━━ Information ━━
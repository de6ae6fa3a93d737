//! focus: command-line client for the Focus Quest daemon.
//!
//! ## Subcommands
//!
//! - `start`, `pause`, `resume`, `compromise`, `abandon`: session lifecycle
//! - `skip-break`: end the current break early
//! - `status`: player, session, and timer overview
//! - `backup show|delete`: inspect or clear the corruption backup slot
//! - `health`: daemon liveness
//!
//! Every command talks to `focus-daemon` over its Unix socket; `--json`
//! prints the raw response payload instead of the human summary.

mod daemon_client;
mod logging;
mod render;

use std::path::PathBuf;
use std::process::ExitCode;

use chrono::Utc;
use clap::{Parser, Subcommand};
use focus_protocol::{
    MarkCompromisedParams, Method, ResumeSessionParams, StartSessionParams, MAX_SESSION_MINUTES,
    MIN_SESSION_MINUTES,
};
use serde_json::Value;

use daemon_client::{ClientError, DaemonClient};

#[derive(Parser)]
#[command(name = "focus")]
#[command(about = "Focus Quest session control")]
#[command(version)]
struct Cli {
    /// Daemon socket path (else $FOCUS_DAEMON_SOCKET, else ~/.focusquest/daemon.sock)
    #[arg(long, global = true)]
    socket: Option<PathBuf>,

    /// Print the raw JSON payload
    #[arg(long, global = true)]
    json: bool,

    #[command(subcommand)]
    command: Commands,
}

#[derive(Subcommand)]
enum Commands {
    /// Start a focus session
    Start {
        /// Session length in minutes (defaults to the saved setting)
        #[arg(short, long, value_parser = clap::value_parser!(u32).range(MIN_SESSION_MINUTES as i64..=MAX_SESSION_MINUTES as i64))]
        minutes: Option<u32>,

        /// Task the session is working on
        #[arg(short, long)]
        task: Option<String>,

        /// Mark the task complete when the session finishes
        #[arg(long, requires = "task")]
        auto_complete: bool,
    },

    /// Pause the active session
    Pause,

    /// Resume a paused session
    Resume {
        /// Idle seconds to charge instead of the whole paused interval
        #[arg(long)]
        idle_seconds: Option<u64>,
    },

    /// Flag the active session as compromised
    Compromise {
        /// Why focus was broken
        #[arg(value_name = "REASON")]
        reason: String,
    },

    /// Give up on the active session without a reward
    Abandon,

    /// End the current break early
    SkipBreak,

    /// Show player, session, and timer status
    Status,

    /// Check that the daemon is running
    Health,

    /// Inspect or clear the corruption backup
    Backup {
        #[command(subcommand)]
        action: BackupAction,
    },
}

#[derive(Subcommand)]
enum BackupAction {
    /// Show the stored backup, if any
    Show,
    /// Delete the stored backup
    Delete,
}

fn main() -> ExitCode {
    let _logging_guard = logging::init();
    let cli = Cli::parse();

    let client = match DaemonClient::resolve(cli.socket.clone()) {
        Ok(client) => client,
        Err(err) => {
            eprintln!("focus: {}", err);
            return ExitCode::FAILURE;
        }
    };

    match run(&client, &cli) {
        Ok(output) => {
            println!("{}", output);
            ExitCode::SUCCESS
        }
        Err(err) => {
            tracing::warn!(error = %err, code = ?err.code(), "focus command failed");
            eprintln!("focus: {}", err);
            ExitCode::FAILURE
        }
    }
}

fn run(client: &DaemonClient, cli: &Cli) -> Result<String, ClientError> {
    let (method, params) = request_for(&cli.command)?;
    let data = client.call(method, params)?;

    if cli.json {
        return serde_json::to_string_pretty(&data)
            .map_err(|err| ClientError::Transport(format!("Failed to format response: {}", err)));
    }
    Ok(summarize(&cli.command, &data))
}

fn request_for(command: &Commands) -> Result<(Method, Option<Value>), ClientError> {
    let encode = |value: Result<Value, serde_json::Error>| {
        value
            .map(Some)
            .map_err(|err| ClientError::Transport(format!("Failed to encode params: {}", err)))
    };

    Ok(match command {
        Commands::Start {
            minutes,
            task,
            auto_complete,
        } => (
            Method::StartSession,
            encode(serde_json::to_value(StartSessionParams {
                duration_minutes: *minutes,
                task_ref: task.clone(),
                auto_complete_task: auto_complete.then_some(true),
            }))?,
        ),
        Commands::Pause => (Method::PauseSession, None),
        Commands::Resume { idle_seconds } => (
            Method::ResumeSession,
            encode(serde_json::to_value(ResumeSessionParams {
                idle_seconds: *idle_seconds,
            }))?,
        ),
        Commands::Compromise { reason } => (
            Method::MarkCompromised,
            encode(serde_json::to_value(MarkCompromisedParams {
                reason: reason.clone(),
            }))?,
        ),
        Commands::Abandon => (Method::AbandonSession, None),
        Commands::SkipBreak => (Method::SkipBreak, None),
        Commands::Status => (Method::GetState, None),
        Commands::Health => (Method::GetHealth, None),
        Commands::Backup {
            action: BackupAction::Show,
        } => (Method::GetBackup, None),
        Commands::Backup {
            action: BackupAction::Delete,
        } => (Method::DeleteBackup, None),
    })
}

fn summarize(command: &Commands, data: &Value) -> String {
    let now = Utc::now();
    match command {
        Commands::Start { .. } => format!("Started. {}", render::session_line(&data["session"], now)),
        Commands::Pause => format!("Paused. {}", render::session_line(&data["session"], now)),
        Commands::Resume { .. } => {
            format!("Resumed. {}", render::session_line(&data["session"], now))
        }
        Commands::Compromise { .. } => render::session_line(&data["session"], now),
        Commands::Abandon => {
            let seconds = data["active_seconds"].as_u64().unwrap_or(0);
            format!("Session abandoned after {} focused minutes", seconds / 60)
        }
        Commands::SkipBreak => "Break skipped".to_string(),
        Commands::Status => render::status(data, now),
        Commands::Health => format!(
            "focus-daemon {} (pid {}, protocol {})",
            data["version"].as_str().unwrap_or("?"),
            data["pid"],
            data["protocol_version"],
        ),
        Commands::Backup {
            action: BackupAction::Show,
        } => render::backup(data),
        Commands::Backup {
            action: BackupAction::Delete,
        } => "Backup deleted".to_string(),
    }
}

#[cfg(test)]
mod tests {
    use super::*;
    use clap::CommandFactory;
    use serde_json::json;

    #[test]
    fn cli_definition_is_valid() {
        Cli::command().debug_assert();
    }

    #[test]
    fn start_maps_to_protocol_params() {
        let cli = Cli::try_parse_from([
            "focus",
            "start",
            "--minutes",
            "45",
            "--task",
            "t-1",
            "--auto-complete",
        ])
        .unwrap();
        let (method, params) = request_for(&cli.command).unwrap();
        assert_eq!(method, Method::StartSession);
        assert_eq!(
            params,
            Some(json!({"duration_minutes": 45, "task_ref": "t-1", "auto_complete_task": true}))
        );
    }

    #[test]
    fn start_rejects_out_of_range_minutes() {
        assert!(Cli::try_parse_from(["focus", "start", "--minutes", "200"]).is_err());
        assert!(Cli::try_parse_from(["focus", "start", "--auto-complete"]).is_err());
    }

    #[test]
    fn bare_commands_send_no_params() {
        let cli = Cli::try_parse_from(["focus", "backup", "delete"]).unwrap();
        assert_eq!(
            request_for(&cli.command).unwrap(),
            (Method::DeleteBackup, None)
        );

        let cli = Cli::try_parse_from(["focus", "resume"]).unwrap();
        assert_eq!(
            request_for(&cli.command).unwrap(),
            (Method::ResumeSession, Some(json!({})))
        );
    }

    #[test]
    fn abandon_summary_reports_minutes() {
        let text = summarize(&Commands::Abandon, &json!({"active_seconds": 610}));
        assert_eq!(text, "Session abandoned after 10 focused minutes");
    }
}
━━━
- [Task brief]
Each entry above needs to be returned exactly as written.

- [Solved problem]
repository de6ae6fa3a93d737
//! focus: command-line client for the Focus Quest daemon.
//!
//! ## Subcommands
//!
//! - `start`, `pause`, `resume`, `compromise`, `abandon`: session lifecycle
//! - `skip-break`: end the current break early
//! - `status`: player, session, and timer overview
//! - `backup show|delete`: inspect or clear the corruption backup slot
//! - `health`: daemon liveness
//!
//! Every command talks to `focus-daemon` over its Unix socket; `--json`
//! prints the raw response payload instead of the human summary.

mod daemon_client;
mod logging;
mod render;

use std::path::PathBuf;
use std::process::ExitCode;

use chrono::Utc;
use clap::{Parser, Subcommand};
use focus_protocol::{
    MarkCompromisedParams, Method, ResumeSessionParams, StartSessionParams, MAX_SESSION_MINUTES,
    MIN_SESSION_MINUTES,
};
use serde_json::Value;

use daemon_client::{ClientError, DaemonClient};

#[derive(Parser)]
#[command(name = "focus")]
#[command(about = "Focus Quest session control")]
#[command(version)]
struct Cli {
    /// Daemon socket path (else $FOCUS_DAEMON_SOCKET, else ~/.focusquest/daemon.sock)
    #[arg(long, global = true)]
    socket: Option<PathBuf>,

    /// Print the raw JSON payload
    #[arg(long, global = true)]
    json: bool,

    #[command(subcommand)]
    command: Commands,
}

#[derive(Subcommand)]
enum Commands {
    /// Start a focus session
    Start {
        /// Session length in minutes (defaults to the saved setting)
        #[arg(short, long, value_parser = clap::value_parser!(u32).range(MIN_SESSION_MINUTES as i64..=MAX_SESSION_MINUTES as i64))]
        minutes: Option<u32>,

        /// Task the session is working on
        #[arg(short, long)]
        task: Option<String>,

        /// Mark the task complete when the session finishes
        #[arg(long, requires = "task")]
        auto_complete: bool,
    },

    /// Pause the active session
    Pause,

    /// Resume a paused session
    Resume {
        /// Idle seconds to charge instead of the whole paused interval
        #[arg(long)]
        idle_seconds: Option<u64>,
    },

    /// Flag the active session as compromised
    Compromise {
        /// Why focus was broken
        #[arg(value_name = "REASON")]
        reason: String,
    },

    /// Give up on the active session without a reward
    Abandon,

    /// End the current break early
    SkipBreak,

    /// Show player, session, and timer status
    Status,

    /// Check that the daemon is running
    Health,

    /// Inspect or clear the corruption backup
    Backup {
        #[command(subcommand)]
        action: BackupAction,
    },
}

#[derive(Subcommand)]
enum BackupAction {
    /// Show the stored backup, if any
    Show,
    /// Delete the stored backup
    Delete,
}

fn main() -> ExitCode {
    let _logging_guard = logging::init();
    let cli = Cli::parse();

    let client = match DaemonClient::resolve(cli.socket.clone()) {
        Ok(client) => client,
        Err(err) => {
            eprintln!("focus: {}", err);
            return ExitCode::FAILURE;
        }
    };

    match run(&client, &cli) {
        Ok(output) => {
            println!("{}", output);
            ExitCode::SUCCESS
        }
        Err(err) => {
            tracing::warn!(error = %err, code = ?err.code(), "focus command failed");
            eprintln!("focus: {}", err);
            ExitCode::FAILURE
        }
    }
}

fn run(client: &DaemonClient, cli: &Cli) -> Result<String, ClientError> {
    let (method, params) = request_for(&cli.command)?;
    let data = client.call(method, params)?;

    if cli.json {
        return serde_json::to_string_pretty(&data)
            .map_err(|err| ClientError::Transport(format!("Failed to format response: {}", err)));
    }
    Ok(summarize(&cli.command, &data))
}

fn request_for(command: &Commands) -> Result<(Method, Option<Value>), ClientError> {
    let encode = |value: Result<Value, serde_json::Error>| {
        value
            .map(Some)
            .map_err(|err| ClientError::Transport(format!("Failed to encode params: {}", err)))
    };

    Ok(match command {
        Commands::Start {
            minutes,
            task,
            auto_complete,
        } => (
            Method::StartSession,
            encode(serde_json::to_value(StartSessionParams {
                duration_minutes: *minutes,
                task_ref: task.clone(),
                auto_complete_task: auto_complete.then_some(true),
            }))?,
        ),
        Commands::Pause => (Method::PauseSession, None),
        Commands::Resume { idle_seconds } => (
            Method::ResumeSession,
            encode(serde_json::to_value(ResumeSessionParams {
                idle_seconds: *idle_seconds,
            }))?,
        ),
        Commands::Compromise { reason } => (
            Method::MarkCompromised,
            encode(serde_json::to_value(MarkCompromisedParams {
                reason: reason.clone(),
            }))?,
        ),
        Commands::Abandon => (Method::AbandonSession, None),
        Commands::SkipBreak => (Method::SkipBreak, None),
        Commands::Status => (Method::GetState, None),
        Commands::Health => (Method::GetHealth, None),
        Commands::Backup {
            action: BackupAction::Show,
        } => (Method::GetBackup, None),
        Commands::Backup {
            action: BackupAction::Delete,
        } => (Method::DeleteBackup, None),
    })
}

fn summarize(command: &Commands, data: &Value) -> String {
    let now = Utc::now();
    match command {
        Commands::Start { .. } => format!("Started. {}", render::session_line(&data["session"], now)),
        Commands::Pause => format!("Paused. {}", render::session_line(&data["session"], now)),
        Commands::Resume { .. } => {
            format!("Resumed. {}", render::session_line(&data["session"], now))
        }
        Commands::Compromise { .. } => render::session_line(&data["session"], now),
        Commands::Abandon => {
            let seconds = data["active_seconds"].as_u64().unwrap_or(0);
            format!("Session abandoned after {} focused minutes", seconds / 60)
        }
        Commands::SkipBreak => "Break skipped".to_string(),
        Commands::Status => render::status(data, now),
        Commands::Health => format!(
            "focus-daemon {} (pid {}, protocol {})",
            data["version"].as_str().unwrap_or("?"),
            data["pid"],
            data["protocol_version"],
        ),
        Commands::Backup {
            action: BackupAction::Show,
        } => render::backup(data),
        Commands::Backup {
            action: BackupAction::Delete,
        } => "Backup deleted".to_string(),
    }
}

#[cfg(test)]
mod tests {
    use super::*;
    use clap::CommandFactory;
    use serde_json::json;

    #[test]
    fn cli_definition_is_valid() {
        Cli::command().debug_assert();
    }

    #[test]
    fn start_maps_to_protocol_params() {
        let cli = Cli::try_parse_from([
            "focus",
            "start",
            "--minutes",
            "45",
            "--task",
            "t-1",
            "--auto-complete",
        ])
        .unwrap();
        let (method, params) = request_for(&cli.command).unwrap();
        assert_eq!(method, Method::StartSession);
        assert_eq!(
            params,
            Some(json!({"duration_minutes": 45, "task_ref": "t-1", "auto_complete_task": true}))
        );
    }

    #[test]
    fn start_rejects_out_of_range_minutes() {
        assert!(Cli::try_parse_from(["focus", "start", "--minutes", "200"]).is_err());
        assert!(Cli::try_parse_from(["focus", "start", "--auto-complete"]).is_err());
    }

    #[test]
    fn bare_commands_send_no_params() {
        let cli = Cli::try_parse_from(["focus", "backup", "delete"]).unwrap();
        assert_eq!(
            request_for(&cli.command).unwrap(),
            (Method::DeleteBackup, None)
        );

        let cli = Cli::try_parse_from(["focus", "resume"]).unwrap();
        assert_eq!(
            request_for(&cli.command).unwrap(),
            (Method::ResumeSession, Some(json!({})))
        );
    }

    #[test]
    fn abandon_summary_reports_minutes() {
        let text = summarize(&Commands::Abandon, &json!({"active_seconds": 610}));
        assert_eq!(text, "Session abandoned after 10 focused minutes");
    }
}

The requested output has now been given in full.